- [Directions]:
Count every line in the records below that contains the string "floats". Report that number alone.

- [Input data]:
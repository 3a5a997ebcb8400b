//! Decoding serialized records into a [`ParsedBatch`].
//!
//! [`SequenceDecoder`] is the seam between the normalization engine and the
//! wire format. [`ProtoSequenceDecoder`] implements it for TensorFlow
//! `SequenceExample` protos.

use std::collections::HashMap;
use std::fmt;
use std::sync::Arc;

use ndarray::{Array2, ArrayD, IxDyn};
use prost::Message;
use rayon::prelude::*;

use crate::error::{RankDataError, Result};
use crate::feature::padding::{PaddingPolicy, ZeroPadding};
use crate::feature::spec::{DefaultValue, FeatureSpec, FeatureSpecs, FixedLenFeature, SequenceFeatureSpec};
use crate::sequence::proto::{Feature, FeatureList, SequenceExample, feature::Kind};
use crate::tensor::{DType, DenseTensor, FeatureTensor, Scalar, SparseTensor};

/// Direct decoder output for one batch of records.
#[derive(Debug, Clone, Default, PartialEq)]
pub struct ParsedBatch {
    pub batch_size: usize,
    /// Per-record fields, `[batch, *shape]` or sparse `[batch, values]`.
    pub context: HashMap<String, FeatureTensor>,
    /// Per-position fields, `[batch, positions, *shape]` or sparse
    /// `[batch, positions, values]`; `positions` is the batch maximum.
    pub sequence: HashMap<String, FeatureTensor>,
    /// True number of positions of every per-position field, per record.
    pub lengths: HashMap<String, Vec<usize>>,
}

/// Parses a batch of serialized records against context and per-position specs.
pub trait SequenceDecoder: Send + Sync + fmt::Debug {
    fn decode(
        &self,
        serialized: &[Vec<u8>],
        context_specs: &FeatureSpecs,
        sequence_specs: &HashMap<String, SequenceFeatureSpec>,
    ) -> Result<ParsedBatch>;
}

/// Resolve a context feature's declared default to exactly one value per
/// element of its shape. A scalar default broadcasts; a list must match the
/// element count.
pub fn context_default(spec: &FixedLenFeature) -> Result<Option<Vec<Scalar>>> {
    let count = spec.num_elements();
    match &spec.default_value {
        None => Ok(None),
        Some(DefaultValue::Scalar(value)) => Ok(Some(vec![value.cast(spec.dtype)?; count])),
        Some(DefaultValue::List(values)) if values.len() == count => values
            .iter()
            .map(|v| v.cast(spec.dtype))
            .collect::<Result<Vec<_>>>()
            .map(Some),
        Some(DefaultValue::List(values)) => Err(RankDataError::config(format!(
            "default has {} values but shape {:?} needs {count}",
            values.len(),
            spec.shape
        ))),
    }
}

/// Element types that can be read out of a proto [`Feature`].
trait ListElement: Clone + Send + Sync + Sized {
    const DTYPE: DType;

    /// The feature's values, or `None` if it holds another element type.
    fn values(feature: &Feature) -> Option<&[Self]>;

    fn from_scalar(scalar: &Scalar) -> Option<Self>;

    fn into_tensor(array: ArrayD<Self>) -> DenseTensor;
}

impl ListElement for f32 {
    const DTYPE: DType = DType::Float32;

    fn values(feature: &Feature) -> Option<&[Self]> {
        match &feature.kind {
            None => Some(&[][..]),
            Some(Kind::FloatList(list)) => Some(list.value.as_slice()),
            Some(_) => None,
        }
    }

    fn from_scalar(scalar: &Scalar) -> Option<Self> {
        scalar.as_f32()
    }

    fn into_tensor(array: ArrayD<Self>) -> DenseTensor {
        DenseTensor::Float32(array)
    }
}

impl ListElement for i64 {
    const DTYPE: DType = DType::Int64;

    fn values(feature: &Feature) -> Option<&[Self]> {
        match &feature.kind {
            None => Some(&[][..]),
            Some(Kind::Int64List(list)) => Some(list.value.as_slice()),
            Some(_) => None,
        }
    }

    fn from_scalar(scalar: &Scalar) -> Option<Self> {
        scalar.as_i64()
    }

    fn into_tensor(array: ArrayD<Self>) -> DenseTensor {
        DenseTensor::Int64(array)
    }
}

impl ListElement for Vec<u8> {
    const DTYPE: DType = DType::String;

    fn values(feature: &Feature) -> Option<&[Self]> {
        match &feature.kind {
            None => Some(&[][..]),
            Some(Kind::BytesList(list)) => Some(list.value.as_slice()),
            Some(_) => None,
        }
    }

    fn from_scalar(scalar: &Scalar) -> Option<Self> {
        scalar.as_bytes().map(<[u8]>::to_vec)
    }

    fn into_tensor(array: ArrayD<Self>) -> DenseTensor {
        DenseTensor::Bytes(array)
    }
}

macro_rules! with_element {
    ($dtype:expr, $t:ident => $body:expr) => {
        match $dtype {
            DType::Float32 => {
                type $t = f32;
                $body
            }
            DType::Int64 => {
                type $t = i64;
                $body
            }
            DType::String => {
                type $t = Vec<u8>;
                $body
            }
        }
    };
}

fn typed_values<'a, T: ListElement>(name: &str, feature: &'a Feature) -> Result<&'a [T]> {
    T::values(feature).ok_or_else(|| {
        RankDataError::decode(format!("feature '{name}' does not hold {} values", T::DTYPE))
    })
}

fn typed_scalar<T: ListElement>(scalar: &Scalar) -> Result<T> {
    T::from_scalar(&scalar.cast(T::DTYPE)?)
        .ok_or_else(|| RankDataError::other(format!("{scalar} is not a {} value", T::DTYPE)))
}

/// Decoder for serialized TensorFlow `SequenceExample` protos.
///
/// Records are decoded in parallel; missing positions of fixed per-position
/// fields are filled with the padding policy's implicit default.
#[derive(Debug, Clone)]
pub struct ProtoSequenceDecoder {
    policy: Arc<dyn PaddingPolicy>,
}

impl Default for ProtoSequenceDecoder {
    fn default() -> Self {
        Self::new(Arc::new(ZeroPadding))
    }
}

impl ProtoSequenceDecoder {
    pub fn new(policy: Arc<dyn PaddingPolicy>) -> Self {
        Self { policy }
    }

    fn decode_context(
        &self,
        name: &str,
        spec: &FeatureSpec,
        examples: &[SequenceExample],
    ) -> Result<FeatureTensor> {
        let features: Vec<Option<&Feature>> = examples.iter().map(|ex| ex.context_feature(name)).collect();
        match spec {
            FeatureSpec::Fixed(fixed) => {
                let default = context_default(fixed)?;
                with_element!(fixed.dtype, T => {
                    let default = default
                        .map(|values| values.iter().map(typed_scalar::<T>).collect::<Result<Vec<T>>>())
                        .transpose()?;
                    dense_context::<T>(name, fixed, &features, default.as_deref())
                })
                .map(FeatureTensor::Dense)
            }
            FeatureSpec::Variable(var) => {
                with_element!(var.dtype, T => sparse_context::<T>(name, &features)).map(FeatureTensor::Sparse)
            }
        }
    }

    fn decode_sequence(
        &self,
        name: &str,
        spec: &SequenceFeatureSpec,
        lists: &[Option<&FeatureList>],
        lengths: &[usize],
    ) -> Result<FeatureTensor> {
        match spec {
            SequenceFeatureSpec::FixedSequence {
                shape,
                dtype,
                allow_missing,
            } => {
                if !allow_missing && lists.iter().any(Option::is_none) {
                    return Err(RankDataError::decode(format!(
                        "feature list '{name}' is required but missing"
                    )));
                }
                let fill = self.policy.implicit_default(*dtype);
                with_element!(*dtype, T => {
                    let fill = typed_scalar::<T>(&fill)?;
                    dense_sequence::<T>(name, shape, lists, lengths, fill)
                })
                .map(FeatureTensor::Dense)
            }
            SequenceFeatureSpec::Variable { dtype } => {
                with_element!(*dtype, T => sparse_sequence::<T>(name, lists, lengths)).map(FeatureTensor::Sparse)
            }
        }
    }
}

impl SequenceDecoder for ProtoSequenceDecoder {
    fn decode(
        &self,
        serialized: &[Vec<u8>],
        context_specs: &FeatureSpecs,
        sequence_specs: &HashMap<String, SequenceFeatureSpec>,
    ) -> Result<ParsedBatch> {
        let examples: Vec<SequenceExample> = serialized
            .par_iter()
            .enumerate()
            .map(|(i, bytes)| {
                SequenceExample::decode(bytes.as_slice()).map_err(|e| RankDataError::proto(i, e))
            })
            .collect::<Result<_>>()?;

        let mut context = HashMap::with_capacity(context_specs.len());
        for (name, spec) in context_specs {
            context.insert(name.clone(), self.decode_context(name, spec, &examples)?);
        }

        let mut sequence = HashMap::with_capacity(sequence_specs.len());
        let mut lengths = HashMap::with_capacity(sequence_specs.len());
        for (name, spec) in sequence_specs {
            let lists: Vec<Option<&FeatureList>> = examples.iter().map(|ex| ex.feature_list(name)).collect();
            let row_lengths: Vec<usize> = lists
                .iter()
                .map(|list| list.map_or(0, |list| list.feature.len()))
                .collect();
            sequence.insert(
                name.clone(),
                self.decode_sequence(name, spec, &lists, &row_lengths)?,
            );
            lengths.insert(name.clone(), row_lengths);
        }

        Ok(ParsedBatch {
            batch_size: examples.len(),
            context,
            sequence,
            lengths,
        })
    }
}

fn dense_context<T: ListElement>(
    name: &str,
    spec: &FixedLenFeature,
    features: &[Option<&Feature>],
    default: Option<&[T]>,
) -> Result<DenseTensor> {
    let count = spec.num_elements();
    let mut data: Vec<T> = Vec::with_capacity(features.len() * count);
    for (row, feature) in features.iter().enumerate() {
        let values = match (feature, default) {
            (Some(feature), _) => typed_values::<T>(name, feature)?,
            (None, Some(default)) => default,
            (None, None) => {
                return Err(RankDataError::decode(format!(
                    "record {row}: required context feature '{name}' is missing"
                )));
            }
        };
        if values.len() != count {
            return Err(RankDataError::decode(format!(
                "record {row}: context feature '{name}' has {} values, expected {count}",
                values.len()
            )));
        }
        data.extend_from_slice(values);
    }

    let mut dims = vec![features.len()];
    dims.extend_from_slice(&spec.shape);
    Ok(T::into_tensor(ArrayD::from_shape_vec(IxDyn(&dims), data)?))
}

fn sparse_context<T: ListElement>(name: &str, features: &[Option<&Feature>]) -> Result<SparseTensor> {
    let mut coords = Vec::new();
    let mut values: Vec<T> = Vec::new();
    let mut max_values = 0;
    for (row, feature) in features.iter().enumerate() {
        let Some(feature) = feature else { continue };
        let row_values = typed_values::<T>(name, feature)?;
        max_values = max_values.max(row_values.len());
        for (i, value) in row_values.iter().enumerate() {
            coords.extend_from_slice(&[row, i]);
            values.push(value.clone());
        }
    }
    build_sparse(coords, values, vec![features.len(), max_values])
}

fn dense_sequence<T: ListElement>(
    name: &str,
    shape: &[usize],
    lists: &[Option<&FeatureList>],
    lengths: &[usize],
    fill: T,
) -> Result<DenseTensor> {
    let per_position: usize = shape.iter().product();
    let max_positions = lengths.iter().copied().max().unwrap_or(0);
    let mut data = vec![fill; lists.len() * max_positions * per_position];

    for (row, list) in lists.iter().enumerate() {
        let Some(list) = list else { continue };
        for (position, feature) in list.feature.iter().enumerate() {
            let values = typed_values::<T>(name, feature)?;
            if values.len() != per_position {
                return Err(RankDataError::decode(format!(
                    "record {row}, position {position}: feature '{name}' has {} values, expected {per_position}",
                    values.len()
                )));
            }
            let start = (row * max_positions + position) * per_position;
            data[start..start + per_position].clone_from_slice(values);
        }
    }

    let mut dims = vec![lists.len(), max_positions];
    dims.extend_from_slice(shape);
    Ok(T::into_tensor(ArrayD::from_shape_vec(IxDyn(&dims), data)?))
}

fn sparse_sequence<T: ListElement>(
    name: &str,
    lists: &[Option<&FeatureList>],
    lengths: &[usize],
) -> Result<SparseTensor> {
    let max_positions = lengths.iter().copied().max().unwrap_or(0);
    let mut coords = Vec::new();
    let mut values: Vec<T> = Vec::new();
    let mut max_values = 0;
    for (row, list) in lists.iter().enumerate() {
        let Some(list) = list else { continue };
        for (position, feature) in list.feature.iter().enumerate() {
            let position_values = typed_values::<T>(name, feature)?;
            max_values = max_values.max(position_values.len());
            for (i, value) in position_values.iter().enumerate() {
                coords.extend_from_slice(&[row, position, i]);
                values.push(value.clone());
            }
        }
    }
    build_sparse(coords, values, vec![lists.len(), max_positions, max_values])
}

fn build_sparse<T: ListElement>(coords: Vec<usize>, values: Vec<T>, dense_shape: Vec<usize>) -> Result<SparseTensor> {
    let nnz = values.len();
    let indices = Array2::from_shape_vec((nnz, dense_shape.len()), coords)?;
    let values = T::into_tensor(ArrayD::from_shape_vec(IxDyn(&[nnz]), values)?);
    SparseTensor::new(indices, values, dense_shape)
}
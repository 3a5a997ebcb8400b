//! Integration tests for SequenceExample parsing end to end

use std::collections::HashMap;
use std::sync::Arc;

use prost::Message;
use rankdata::feature::{FeatureConfig, PaddingPolicy};
use rankdata::prelude::*;
use rankdata::sequence::ProtoSequenceDecoder;
use rankdata::sequence::proto::{Feature, SequenceExample};
use rankdata::serving::SEQUENCE_EXAMPLE_INPUT;

fn ranking_specs() -> (FeatureSpecs, FeatureSpecs) {
    let context = FeatureSpecs::from([(
        "query_length".to_string(),
        FeatureSpec::fixed(vec![1], DType::Int64),
    )]);
    let examples = FeatureSpecs::from([
        ("unigrams".to_string(), FeatureSpec::variable(DType::String)),
        (
            "utility".to_string(),
            FeatureSpec::Fixed(FixedLenFeature::new(vec![1], DType::Float32).with_default(-1.0f32)),
        ),
    ]);
    (context, examples)
}

fn tensorflow_example() -> Vec<u8> {
    SequenceExample::new()
        .with_context("query_length", Feature::int64s(vec![3]))
        .with_feature_list(
            "unigrams",
            vec![
                Feature::bytes(["tensorflow"]),
                Feature::bytes(["learning", "to", "rank"]),
            ],
        )
        .with_feature_list(
            "utility",
            vec![Feature::floats(vec![0.0]), Feature::floats(vec![1.0])],
        )
        .encode_to_vec()
}

fn f32_values(tensor: &FeatureTensor) -> Vec<f32> {
    tensor.as_dense().unwrap().as_f32().unwrap().iter().copied().collect()
}

#[test]
fn test_documented_example() -> Result<()> {
    let (context, examples) = ranking_specs();
    let parser = SequenceExampleParser::new(context, examples, Some(3))?;
    let batch = parser.parse(&[tensorflow_example()])?;

    assert_eq!(batch.batch_size, 1);
    assert_eq!(batch.list_size, 3);
    assert_eq!(batch.static_list_size, Some(3));

    let query_length = batch.get("query_length").unwrap().as_dense().unwrap();
    assert_eq!(query_length.shape(), &[1, 1]);
    assert_eq!(query_length.as_i64().unwrap().iter().copied().collect::<Vec<_>>(), vec![3]);

    let utility = batch.get("utility").unwrap();
    assert_eq!(utility.shape(), &[1, 3, 1]);
    assert_eq!(f32_values(utility), vec![0.0, 1.0, -1.0]);

    let unigrams = batch.get("unigrams").unwrap().as_sparse().unwrap();
    assert_eq!(unigrams.dense_shape(), &[1, 3, 3]);
    let indices: Vec<Vec<usize>> = unigrams.indices().outer_iter().map(|row| row.to_vec()).collect();
    assert_eq!(
        indices,
        vec![vec![0, 0, 0], vec![0, 1, 0], vec![0, 1, 1], vec![0, 1, 2]]
    );
    let words: Vec<Vec<u8>> = unigrams.values().as_bytes().unwrap().iter().cloned().collect();
    assert_eq!(
        words,
        vec![b"tensorflow".to_vec(), b"learning".to_vec(), b"to".to_vec(), b"rank".to_vec()]
    );
    Ok(())
}

#[test]
fn test_dynamic_list_size_follows_longest_record() -> Result<()> {
    let (context, examples) = ranking_specs();
    let parser = SequenceExampleParser::new(context, examples, None)?;

    let short = SequenceExample::new()
        .with_context("query_length", Feature::int64s(vec![1]))
        .with_feature_list("utility", vec![Feature::floats(vec![2.0])])
        .encode_to_vec();
    let batch = parser.parse(&[tensorflow_example(), short])?;

    assert_eq!(batch.list_size, 2);
    assert_eq!(batch.static_list_size, None);
    assert_eq!(f32_values(batch.get("utility").unwrap()), vec![0.0, 1.0, 2.0, -1.0]);
    // The short record has no unigrams at all.
    assert_eq!(batch.get("unigrams").unwrap().shape(), &[2, 2, 3]);
    Ok(())
}

#[test]
fn test_static_list_size_truncates() -> Result<()> {
    let (context, examples) = ranking_specs();
    let parser = SequenceExampleParser::new(context, examples, Some(1))?;
    let batch = parser.parse(&[tensorflow_example()])?;

    assert_eq!(f32_values(batch.get("utility").unwrap()), vec![0.0]);
    let unigrams = batch.get("unigrams").unwrap().as_sparse().unwrap();
    assert_eq!(unigrams.dense_shape(), &[1, 1, 3]);
    assert_eq!(unigrams.nnz(), 1);
    Ok(())
}

#[test]
fn test_serving_receiver_matches_parser() -> Result<()> {
    let (context, examples) = ranking_specs();
    let parser = SequenceExampleParser::new(context.clone(), examples.clone(), Some(3))?;
    let receiver = build_serving_input_receiver(Some(3), context, examples, None)?;

    let inputs = HashMap::from([(SEQUENCE_EXAMPLE_INPUT.to_string(), vec![tensorflow_example()])]);
    assert_eq!(receiver.receive(&inputs)?, parser.parse(&[tensorflow_example()])?);
    Ok(())
}

#[test]
fn test_config_file_drives_parser() -> Result<()> {
    let config = FeatureConfig::from_json(
        r#"{
            "context_features": {"query_length": {"kind": "fixed", "shape": [1], "dtype": "int64"}},
            "example_features": {
                "unigrams": {"kind": "variable", "dtype": "string"},
                "utility": {"kind": "fixed", "shape": [1], "dtype": "float32", "default_value": [-1]}
            },
            "list_size": 3
        }"#,
    )?;
    let parser = SequenceExampleParser::from_config(&config)?;
    assert_eq!(parser.registry().get("utility"), Some(&Scalar::Float32(-1.0)));

    let batch = parser.parse(&[tensorflow_example()])?;
    assert_eq!(f32_values(batch.get("utility").unwrap()), vec![0.0, 1.0, -1.0]);
    Ok(())
}

/// Pads numbers with a large negative value instead of zero.
#[derive(Debug)]
struct NegativePadding;

impl PaddingPolicy for NegativePadding {
    fn implicit_default(&self, dtype: DType) -> Scalar {
        match dtype {
            DType::Float32 => Scalar::Float32(-100.0),
            DType::Int64 => Scalar::Int64(-100),
            DType::String => Scalar::Bytes(Vec::new()),
        }
    }
}

#[test]
fn test_injected_padding_policy() -> Result<()> {
    let policy: Arc<dyn PaddingPolicy> = Arc::new(NegativePadding);
    let examples = FeatureSpecs::from([
        ("score".to_string(), FeatureSpec::fixed(vec![1], DType::Float32)),
        (
            "label".to_string(),
            FeatureSpec::Fixed(FixedLenFeature::new(vec![1], DType::Float32).with_default(-1.0f32)),
        ),
    ]);
    let parser = SequenceExampleParser::with_components(
        FeatureSpecs::new(),
        examples,
        Some(2),
        policy.clone(),
        Arc::new(ProtoSequenceDecoder::new(policy)),
    )?;
    // Only the label differs from the policy's implicit value.
    assert_eq!(parser.registry().len(), 1);

    let record = SequenceExample::new()
        .with_feature_list("score", vec![Feature::floats(vec![0.5])])
        .with_feature_list("label", vec![Feature::floats(vec![1.0])])
        .encode_to_vec();
    let batch = parser.parse(&[record])?;
    assert_eq!(f32_values(batch.get("score").unwrap()), vec![0.5, -100.0]);
    assert_eq!(f32_values(batch.get("label").unwrap()), vec![1.0, -1.0]);
    Ok(())
}

#[test]
fn test_decode_failures() {
    let (context, examples) = ranking_specs();
    let parser = SequenceExampleParser::new(context, examples, None).unwrap();

    // Missing required context feature.
    let record = SequenceExample::new()
        .with_feature_list("utility", vec![Feature::floats(vec![1.0])])
        .encode_to_vec();
    assert!(matches!(parser.parse(&[record]), Err(RankDataError::Decode(_))));

    // Not a protobuf at all.
    assert!(matches!(
        parser.parse(&[b"\xff\xff".to_vec()]),
        Err(RankDataError::Proto { index: 0, .. })
    ));
}
//! Declared feature specs and the decode-time specs derived from them.

use std::collections::HashMap;

use serde::{Deserialize, Serialize};

use crate::tensor::{DType, Scalar};

/// Declared specs keyed by feature name.
pub type FeatureSpecs = HashMap<String, FeatureSpec>;

/// How a feature is declared.
///
/// ```
/// use rankdata::feature::spec::{FeatureSpec, FixedLenFeature};
/// use rankdata::tensor::DType;
///
/// let label = FeatureSpec::Fixed(FixedLenFeature::new(vec![1], DType::Float32).with_default(-1));
/// let json = serde_json::to_string(&label).unwrap();
/// assert_eq!(json, r#"{"kind":"fixed","shape":[1],"dtype":"float32","default_value":-1}"#);
/// ```
#[derive(Debug, Clone, PartialEq, Serialize, Deserialize)]
#[serde(tag = "kind", rename_all = "snake_case")]
pub enum FeatureSpec {
    /// Fixed element shape per record (context) or per position (list).
    Fixed(FixedLenFeature),
    /// Variable element count; decoded as a sparse tensor.
    Variable(VarLenFeature),
}

impl FeatureSpec {
    pub fn fixed(shape: Vec<usize>, dtype: DType) -> Self {
        FeatureSpec::Fixed(FixedLenFeature::new(shape, dtype))
    }

    pub fn variable(dtype: DType) -> Self {
        FeatureSpec::Variable(VarLenFeature { dtype })
    }

    pub fn dtype(&self) -> DType {
        match self {
            FeatureSpec::Fixed(spec) => spec.dtype,
            FeatureSpec::Variable(spec) => spec.dtype,
        }
    }
}

#[derive(Debug, Clone, PartialEq, Serialize, Deserialize)]
pub struct FixedLenFeature {
    #[serde(default)]
    pub shape: Vec<usize>,
    pub dtype: DType,
    #[serde(default, skip_serializing_if = "Option::is_none")]
    pub default_value: Option<DefaultValue>,
}

impl FixedLenFeature {
    pub fn new(shape: Vec<usize>, dtype: DType) -> Self {
        Self {
            shape,
            dtype,
            default_value: None,
        }
    }

    pub fn with_default<V: Into<DefaultValue>>(mut self, default_value: V) -> Self {
        self.default_value = Some(default_value.into());
        self
    }

    /// Number of values one record (or one position) carries.
    pub fn num_elements(&self) -> usize {
        self.shape.iter().product()
    }
}

#[derive(Debug, Clone, Copy, PartialEq, Eq, Serialize, Deserialize)]
pub struct VarLenFeature {
    pub dtype: DType,
}

/// A declared default: one scalar or a list of scalars.
#[derive(Debug, Clone, PartialEq, Serialize, Deserialize)]
#[serde(untagged)]
pub enum DefaultValue {
    Scalar(Scalar),
    List(Vec<Scalar>),
}

impl From<Scalar> for DefaultValue {
    fn from(value: Scalar) -> Self {
        DefaultValue::Scalar(value)
    }
}

impl From<f32> for DefaultValue {
    fn from(value: f32) -> Self {
        DefaultValue::Scalar(Scalar::Float32(value))
    }
}

impl From<i64> for DefaultValue {
    fn from(value: i64) -> Self {
        DefaultValue::Scalar(Scalar::Int64(value))
    }
}

impl From<i32> for DefaultValue {
    fn from(value: i32) -> Self {
        DefaultValue::Scalar(Scalar::Int64(value as i64))
    }
}

impl From<&str> for DefaultValue {
    fn from(value: &str) -> Self {
        DefaultValue::Scalar(Scalar::Bytes(value.as_bytes().to_vec()))
    }
}

impl From<Vec<Scalar>> for DefaultValue {
    fn from(values: Vec<Scalar>) -> Self {
        DefaultValue::List(values)
    }
}

impl From<Vec<f32>> for DefaultValue {
    fn from(values: Vec<f32>) -> Self {
        DefaultValue::List(values.into_iter().map(Scalar::Float32).collect())
    }
}

/// The spec actually handed to a [`SequenceDecoder`](crate::sequence::SequenceDecoder)
/// for a per-position field.
#[derive(Debug, Clone, PartialEq)]
pub enum SequenceFeatureSpec {
    /// `shape` values per position, a variable number of positions per record.
    /// With `allow_missing`, records without the feature list get zero positions.
    FixedSequence {
        shape: Vec<usize>,
        dtype: DType,
        allow_missing: bool,
    },
    Variable { dtype: DType },
}

impl SequenceFeatureSpec {
    pub fn dtype(&self) -> DType {
        match self {
            SequenceFeatureSpec::FixedSequence { dtype, .. } => *dtype,
            SequenceFeatureSpec::Variable { dtype } => *dtype,
        }
    }
}

#[cfg(test)]
mod tests {
    use super::*;

    #[test]
    fn test_spec_from_json() {
        let specs: FeatureSpecs = serde_json::from_str(
            r#"{
                "label": {"kind": "fixed", "shape": [1], "dtype": "float32", "default_value": -1},
                "unigrams": {"kind": "variable", "dtype": "string"},
                "weights": {"kind": "fixed", "shape": [2], "dtype": "float32", "default_value": [0.5]}
            }"#,
        )
        .unwrap();

        assert_eq!(
            specs["label"],
            FeatureSpec::Fixed(FixedLenFeature::new(vec![1], DType::Float32).with_default(-1i64))
        );
        assert_eq!(specs["unigrams"], FeatureSpec::variable(DType::String));
        match &specs["weights"] {
            FeatureSpec::Fixed(spec) => {
                assert_eq!(
                    spec.default_value,
                    Some(DefaultValue::List(vec![Scalar::Float32(0.5)]))
                );
                assert_eq!(spec.num_elements(), 2);
            }
            other => panic!("unexpected spec {other:?}"),
        }
    }

    #[test]
    fn test_scalar_shape_has_one_element() {
        assert_eq!(FixedLenFeature::new(vec![], DType::Int64).num_elements(), 1);
    }
}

- [Task solution]:
5